Regex: find elements regardless of order

If I have the string:
geo:FR, host:www.example.com
(In reality the string is more complicated and has more fields.)
And I want to extract the "geo" value and the "host" value, I am facing a problem when the order of the keys change, as in the following:
host:www.example.com, geo:FR
I tried this line:
sed 's/.\*geo:\([^ ]*\).\*host:\([^ ]*\).*/\1,\2/'
But it only works on the first string.
Is there a way to do it in a single regex, and if not, what's the best approach?
I suggest extracting each text you need with a separate sed command:
s="geo:FR, host:www.example.com"
host="$(sed -n 's/.*host:\([^[:space:],]*\).*/\1/p' <<< "$s")"
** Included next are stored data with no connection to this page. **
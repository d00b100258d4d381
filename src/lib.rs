//! # ObjStore - Embedded Object-Database Storage Core
//!
//! ObjStore is the paged storage core of an embedded object database: B+tree
//! indexes with copy-on-write snapshot cursors, an object-location index, a
//! self-hosting free-space manager and a query advisory optimizer, all over
//! a pluggable 4KB page channel. This implementation prioritizes:
//!
//! - **Snapshot-stable iteration**: cursors see the tree as of their open,
//!   mutations clone pinned pages instead of blocking
//! - **Bounded write amplification**: a stable insert dirties one page, a
//!   split dirties three
//! - **Single-writer simplicity**: one mutator, any number of cursors, no
//!   lock manager
//!
//! ## Quick Start
//!
//! ```ignore
//! use objstore::{FileChannel, Store};
//!
//! let channel = FileChannel::create("./objects.db")?;
//! let mut store = Store::create(Box::new(channel))?;
//!
//! let mut index = store.create_index::<objstore::UniqueByKey>()?;
//! index.insert(&mut store, 42, 1042)?;
//!
//! let mut cursor = index.cursor(&store)?;
//! while let Some(entry) = cursor.next(&store)? {
//!     println!("{} -> {}", entry.key, entry.value);
//! }
//! store.flush()?;
//! ```
//!
//! ## Architecture
//!
//! ```text
//! ┌─────────────────────────────────────┐
//! │        Store (header, OIDs)          │
//! ├──────────────────┬──────────────────┤
//! │  PagedIndex /    │  Query Advisory  │
//! │  EntryCursor     │  Optimizer       │
//! ├──────────────────┴──────────────────┤
//! │   Free-Space Manager (self-hosted)   │
//! ├─────────────────────────────────────┤
//! │  Page Channel (mmap file / memory)   │
//! └─────────────────────────────────────┘
//! ```
//!
//! All page kinds share one page-number space; every page is tagged so a
//! traversal can detect a pointer into the wrong structure instead of
//! misreading it.

pub mod fsm;
pub mod index;
pub mod query;
pub mod storage;
pub mod store;

pub use fsm::FreeSpaceManager;
pub use index::{
    ByKeyValue, EntryCursor, KeyOrder, LLEntry, ObjectLocation, OidIndex, PagedIndex, UniqueByKey,
};
pub use query::{
    determine_index_to_use, CompOp, FieldIndexes, IndexHandle, QueryAdvice, QueryNode, QueryValue,
};
pub use storage::{ChannelStats, FileChannel, MemChannel, PageChannel, PAGE_SIZE};
pub use store::{ClosedHandlePolicy, Store};
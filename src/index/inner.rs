//! # Inner (Routing) Pages
//!
//! An inner page routes a search to one of its children. It stores `k`
//! separator entries and `k + 1` child page numbers in two fixed arrays:
//!
//! ```text
//! Offset  Size    Description
//! ------  ------  ---------------------------------------
//! 0       16      PageHeader (kind, key count k)
//! 16      16*203  Separator entries (first k slots used)
//! 3264    4*204   Child page numbers (first k+1 slots used)
//! ```
//!
//! A separator is a full 16-byte entry. Child `i` holds entries strictly
//! below separator `i`; child `i + 1` holds separator `i` and above. Probes
//! equal to a separator therefore descend right, which makes the separator
//! itself the first entry of its right subtree.
//!
//! Separators carry the value half of the entry so that non-unique trees,
//! whose identity is the (key, value) pair, can route duplicates spanning
//! several leaves. Unique trees store it too but never compare it.

use eyre::{bail, ensure, Result};

use crate::storage::{
    PageHeader, PageType, ENTRY_SIZE, INNER_CHILDREN_START, INNER_KEYS_START, INNER_MAX_KEYS,
    PAGE_SIZE,
};

use super::entry::{KeyOrder, LLEntry};

fn key_offset(idx: usize) -> usize {
    INNER_KEYS_START + idx * ENTRY_SIZE
}

fn child_offset(idx: usize) -> usize {
    INNER_CHILDREN_START + idx * 4
}

fn check_kind(data: &[u8], expected: PageType) -> Result<u16> {
    ensure!(
        data.len() == PAGE_SIZE,
        "invalid page size: {} != {}",
        data.len(),
        PAGE_SIZE
    );

    let header = PageHeader::from_bytes(data)?;
    let kind = header.page_type();
    if kind != expected {
        bail!("expected {:?} page, found {:?}", expected, kind);
    }

    let count = header.entry_count();
    ensure!(
        count as usize <= INNER_MAX_KEYS,
        "inner key count {} exceeds capacity {}",
        count,
        INNER_MAX_KEYS
    );
    Ok(count)
}

pub struct InnerView<'a> {
    data: &'a [u8],
    keys: usize,
}

impl<'a> InnerView<'a> {
    pub fn from_page(data: &'a [u8], kind: PageType) -> Result<Self> {
        let keys = check_kind(data, kind)?;
        Ok(Self {
            data,
            keys: keys as usize,
        })
    }

    pub fn key_count(&self) -> usize {
        self.keys
    }

    pub fn child_count(&self) -> usize {
        self.keys + 1
    }

    pub fn key_at(&self, idx: usize) -> Result<LLEntry> {
        ensure!(
            idx < self.keys,
            "inner key {} out of bounds ({} keys)",
            idx,
            self.keys
        );
        Ok(LLEntry::read_from(&self.data[key_offset(idx)..]))
    }

    pub fn child_at(&self, idx: usize) -> Result<u32> {
        ensure!(
            idx <= self.keys,
            "inner child {} out of bounds ({} children)",
            idx,
            self.keys + 1
        );
        let off = child_offset(idx);
        Ok(u32::from_le_bytes(
            self.data[off..off + 4].try_into().unwrap_or([0; 4]),
        ))
    }

    /// First key index whose separator compares greater than the probe.
    /// This is also the child index to descend into for the probe.
    pub fn upper_bound<O: KeyOrder>(&self, probe: &LLEntry) -> Result<usize> {
        let mut lo = 0usize;
        let mut hi = self.keys;

        while lo < hi {
            let mid = lo + (hi - lo) / 2;
            let key = self.key_at(mid)?;
            if O::cmp_entries(&key, probe) == std::cmp::Ordering::Greater {
                hi = mid;
            } else {
                lo = mid + 1;
            }
        }
        Ok(lo)
    }

    /// Child index and page number for the probe.
    pub fn find_child<O: KeyOrder>(&self, probe: &LLEntry) -> Result<(usize, u32)> {
        let idx = self.upper_bound::<O>(probe)?;
        Ok((idx, self.child_at(idx)?))
    }
}

pub struct InnerViewMut<'a> {
    data: &'a mut [u8],
    keys: usize,
}

impl<'a> InnerViewMut<'a> {
    pub fn from_page(data: &'a mut [u8], kind: PageType) -> Result<Self> {
        let keys = check_kind(data, kind)?;
        Ok(Self {
            data,
            keys: keys as usize,
        })
    }

    /// Stamps a fresh inner page holding one separator and two children.
    pub fn init_root(
        data: &'a mut [u8],
        kind: PageType,
        separator: LLEntry,
        left: u32,
        right: u32,
    ) -> Result<Self> {
        ensure!(
            data.len() == PAGE_SIZE,
            "invalid page size: {} != {}",
            data.len(),
            PAGE_SIZE
        );

        data.fill(0);
        let mut header = PageHeader::new(kind);
        header.set_entry_count(1);
        header.write_to(data)?;

        separator.write_to(&mut data[key_offset(0)..]);
        data[child_offset(0)..child_offset(0) + 4].copy_from_slice(&left.to_le_bytes());
        data[child_offset(1)..child_offset(1) + 4].copy_from_slice(&right.to_le_bytes());
        Ok(Self { data, keys: 1 })
    }

    pub fn key_count(&self) -> usize {
        self.keys
    }

    fn view(&self) -> InnerView<'_> {
        InnerView {
            data: self.data,
            keys: self.keys,
        }
    }

    pub fn key_at(&self, idx: usize) -> Result<LLEntry> {
        self.view().key_at(idx)
    }

    pub fn child_at(&self, idx: usize) -> Result<u32> {
        self.view().child_at(idx)
    }

    pub fn upper_bound<O: KeyOrder>(&self, probe: &LLEntry) -> Result<usize> {
        self.view().upper_bound::<O>(probe)
    }

    fn set_key_count(&mut self, keys: usize) -> Result<()> {
        let header = PageHeader::from_bytes_mut(self.data)?;
        header.set_entry_count(keys as u16);
        self.keys = keys;
        Ok(())
    }

    pub fn set_key_at(&mut self, idx: usize, key: LLEntry) -> Result<()> {
        ensure!(
            idx < self.keys,
            "inner key {} out of bounds ({} keys)",
            idx,
            self.keys
        );
        key.write_to(&mut self.data[key_offset(idx)..]);
        Ok(())
    }

    pub fn set_child_at(&mut self, idx: usize, page_no: u32) -> Result<()> {
        ensure!(
            idx <= self.keys,
            "inner child {} out of bounds ({} children)",
            idx,
            self.keys + 1
        );
        let off = child_offset(idx);
        self.data[off..off + 4].copy_from_slice(&page_no.to_le_bytes());
        Ok(())
    }

    /// Inserts separator `key` at key index `idx` with `right` as the child
    /// to its right. Existing keys and children shift one slot right.
    pub fn insert_at(&mut self, idx: usize, key: LLEntry, right: u32) -> Result<()> {
        ensure!(
            self.keys < INNER_MAX_KEYS,
            "insert into full inner node ({} keys)",
            self.keys
        );
        ensure!(
            idx <= self.keys,
            "inner key {} out of bounds ({} keys)",
            idx,
            self.keys
        );

        self.data
            .copy_within(key_offset(idx)..key_offset(self.keys), key_offset(idx + 1));
        key.write_to(&mut self.data[key_offset(idx)..]);

        self.data.copy_within(
            child_offset(idx + 1)..child_offset(self.keys + 1),
            child_offset(idx + 2),
        );
        let off = child_offset(idx + 1);
        self.data[off..off + 4].copy_from_slice(&right.to_le_bytes());

        self.set_key_count(self.keys + 1)
    }

    /// Removes separator `idx` and the child to its right.
    pub fn remove_at(&mut self, idx: usize) -> Result<()> {
        ensure!(
            idx < self.keys,
            "inner key {} out of bounds ({} keys)",
            idx,
            self.keys
        );

        self.data
            .copy_within(key_offset(idx + 1)..key_offset(self.keys), key_offset(idx));
        self.data.copy_within(
            child_offset(idx + 2)..child_offset(self.keys + 1),
            child_offset(idx + 1),
        );
        self.set_key_count(self.keys - 1)
    }

    /// Stamps a whole inner node onto the buffer. `children` must be one
    /// longer than `keys`.
    pub fn build(data: &mut [u8], kind: PageType, keys: &[LLEntry], children: &[u32]) -> Result<()> {
        ensure!(
            data.len() == PAGE_SIZE,
            "invalid page size: {} != {}",
            data.len(),
            PAGE_SIZE
        );
        ensure!(
            keys.len() <= INNER_MAX_KEYS,
            "{} keys exceed inner capacity {}",
            keys.len(),
            INNER_MAX_KEYS
        );
        ensure!(
            children.len() == keys.len() + 1,
            "inner node with {} keys needs {} children, got {}",
            keys.len(),
            keys.len() + 1,
            children.len()
        );

        data.fill(0);
        let mut header = PageHeader::new(kind);
        header.set_entry_count(keys.len() as u16);
        header.write_to(data)?;

        for (idx, key) in keys.iter().enumerate() {
            key.write_to(&mut data[key_offset(idx)..]);
        }
        for (idx, child) in children.iter().enumerate() {
            let off = child_offset(idx);
            data[off..off + 4].copy_from_slice(&child.to_le_bytes());
        }
        Ok(())
    }

    /// Collects keys and children into vectors, in slot order.
    pub fn contents(&self) -> Result<(Vec<LLEntry>, Vec<u32>)> {
        let keys = (0..self.keys)
            .map(|idx| self.key_at(idx))
            .collect::<Result<Vec<_>>>()?;
        let children = (0..=self.keys)
            .map(|idx| self.child_at(idx))
            .collect::<Result<Vec<_>>>()?;
        Ok((keys, children))
    }
}

#[cfg(test)]
mod tests {
    use super::*;
    use crate::index::entry::UniqueByKey;

    fn sep(key: i64) -> LLEntry {
        LLEntry::new(key, 0)
    }

    #[test]
    fn init_root_has_one_key_two_children() {
        let mut data = [0u8; PAGE_SIZE];
        let node =
            InnerViewMut::init_root(&mut data, PageType::IndexInner, sep(50), 3, 7).unwrap();

        assert_eq!(node.key_count(), 1);
        assert_eq!(node.key_at(0).unwrap().key, 50);
        assert_eq!(node.child_at(0).unwrap(), 3);
        assert_eq!(node.child_at(1).unwrap(), 7);
    }

    #[test]
    fn find_child_routes_equal_probe_right() {
        let mut data = [0u8; PAGE_SIZE];
        InnerViewMut::init_root(&mut data, PageType::IndexInner, sep(50), 3, 7).unwrap();
        let node = InnerView::from_page(&data, PageType::IndexInner).unwrap();

        assert_eq!(node.find_child::<UniqueByKey>(&sep(10)).unwrap(), (0, 3));
        assert_eq!(node.find_child::<UniqueByKey>(&sep(50)).unwrap(), (1, 7));
        assert_eq!(node.find_child::<UniqueByKey>(&sep(90)).unwrap(), (1, 7));
    }

    #[test]
    fn insert_shifts_keys_and_children() {
        let mut data = [0u8; PAGE_SIZE];
        let mut node =
            InnerViewMut::init_root(&mut data, PageType::IndexInner, sep(50), 3, 7).unwrap();

        // Split of child 1 produced separator 80 with new right page 9.
        node.insert_at(1, sep(80), 9).unwrap();

        assert_eq!(node.key_count(), 2);
        assert_eq!(node.key_at(0).unwrap().key, 50);
        assert_eq!(node.key_at(1).unwrap().key, 80);
        assert_eq!(node.child_at(0).unwrap(), 3);
        assert_eq!(node.child_at(1).unwrap(), 7);
        assert_eq!(node.child_at(2).unwrap(), 9);
    }

    #[test]
    fn insert_at_front_keeps_leftmost_child() {
        let mut data = [0u8; PAGE_SIZE];
        let mut node =
            InnerViewMut::init_root(&mut data, PageType::IndexInner, sep(50), 3, 7).unwrap();

        node.insert_at(0, sep(20), 5).unwrap();

        assert_eq!(node.key_at(0).unwrap().key, 20);
        assert_eq!(node.key_at(1).unwrap().key, 50);
        assert_eq!(node.child_at(0).unwrap(), 3);
        assert_eq!(node.child_at(1).unwrap(), 5);
        assert_eq!(node.child_at(2).unwrap(), 7);
    }

    #[test]
    fn remove_drops_key_and_right_child() {
        let mut data = [0u8; PAGE_SIZE];
        let mut node =
            InnerViewMut::init_root(&mut data, PageType::IndexInner, sep(50), 3, 7).unwrap();
        node.insert_at(1, sep(80), 9).unwrap();

        node.remove_at(0).unwrap();

        assert_eq!(node.key_count(), 1);
        assert_eq!(node.key_at(0).unwrap().key, 80);
        assert_eq!(node.child_at(0).unwrap(), 3);
        assert_eq!(node.child_at(1).unwrap(), 9);
    }

    #[test]
    fn build_validates_child_count() {
        let mut data = [0u8; PAGE_SIZE];

        let result =
            InnerViewMut::build(&mut data, PageType::IndexInner, &[sep(1), sep(2)], &[10, 11]);

        assert!(result.is_err());
        assert!(result.unwrap_err().to_string().contains("needs 3 children"));
    }

    #[test]
    fn contents_roundtrip_through_build() {
        let mut data = [0u8; PAGE_SIZE];

        let keys = vec![sep(10), sep(20), sep(30)];
        let children = vec![100, 101, 102, 103];
        InnerViewMut::build(&mut data, PageType::IndexInner, &keys, &children).unwrap();

        let node = InnerViewMut::from_page(&mut data, PageType::IndexInner).unwrap();
        let (got_keys, got_children) = node.contents().unwrap();
        assert_eq!(got_keys, keys);
        assert_eq!(got_children, children);
    }
}
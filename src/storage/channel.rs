//! # Page Channel Abstraction
//!
//! This module provides the `PageChannel` trait, a copy-based abstraction over
//! the backing storage of a store file. The index engine, free-space manager
//! and store header all perform page-granular I/O through this trait, so the
//! same code runs against a memory-mapped file or a plain in-memory buffer.
//!
//! ## Copy-Based Interface
//!
//! The interface uses copy semantics for portability and simple lifetimes:
//!
//! ```text
//! fn read_page(&self, page_no: u32, buf: &mut [u8; PAGE_SIZE]) -> Result<()>;
//! fn write_page(&mut self, page_no: u32, data: &[u8; PAGE_SIZE]) -> Result<()>;
//! ```
//!
//! Callers own their page buffers; the channel never hands out references into
//! its backing storage. This keeps tree code free of mapping lifetimes and
//! lets `allocate_page` grow (and remap) the backing file at any time.
//!
//! ## Allocation
//!
//! `allocate_page` extends the backing storage by exactly one page and returns
//! its number. Reuse of previously freed pages is a policy decision that lives
//! in the free-space manager, not here; a channel only ever appends.
//!
//! ## Statistics
//!
//! Channels count page reads (total and unique) and writes. The counters are
//! diagnostic only and reset when the channel is dropped; tests use them to
//! bound the write amplification of index operations.

use eyre::Result;

use super::PAGE_SIZE;

/// Snapshot of a channel's I/O counters.
#[derive(Debug, Clone, Copy, Default, PartialEq, Eq)]
pub struct ChannelStats {
    /// Total page reads since the channel was created.
    pub reads: u64,
    /// Number of distinct pages read at least once.
    pub unique_reads: u64,
    /// Total page writes since the channel was created.
    pub writes: u64,
}

/// Page-granular storage backend for a store file.
pub trait PageChannel: Send {
    /// Reads a page into the provided buffer.
    fn read_page(&self, page_no: u32, buf: &mut [u8; PAGE_SIZE]) -> Result<()>;

    /// Writes a page from the provided buffer.
    ///
    /// Changes may be buffered until `flush()` is called.
    fn write_page(&mut self, page_no: u32, data: &[u8; PAGE_SIZE]) -> Result<()>;

    /// Extends the storage by one zeroed page and returns its page number.
    fn allocate_page(&mut self) -> Result<u32>;

    /// Returns the current number of pages in the storage.
    fn page_count(&self) -> u32;

    /// Flushes all pending writes to durable storage.
    fn flush(&self) -> Result<()>;

    /// Returns a snapshot of the I/O counters.
    fn stats(&self) -> ChannelStats;
}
geo="$(sed -n 's/.*geo:\([^[:space:],]*\).*/\1/p' <<< "$s")"
See the online demo, echo "$host and $geo" prints
www.example.com and FR
for both inputs.
Details
-n suppresses line output and p prints the matches
.* - matches any 0+ chars up the last...
host: - host: substring and then
\([^[:space:],]*\) - captures into Group 1 any 0 or more chars other than whitespace and a comma
.* - the rest of the line.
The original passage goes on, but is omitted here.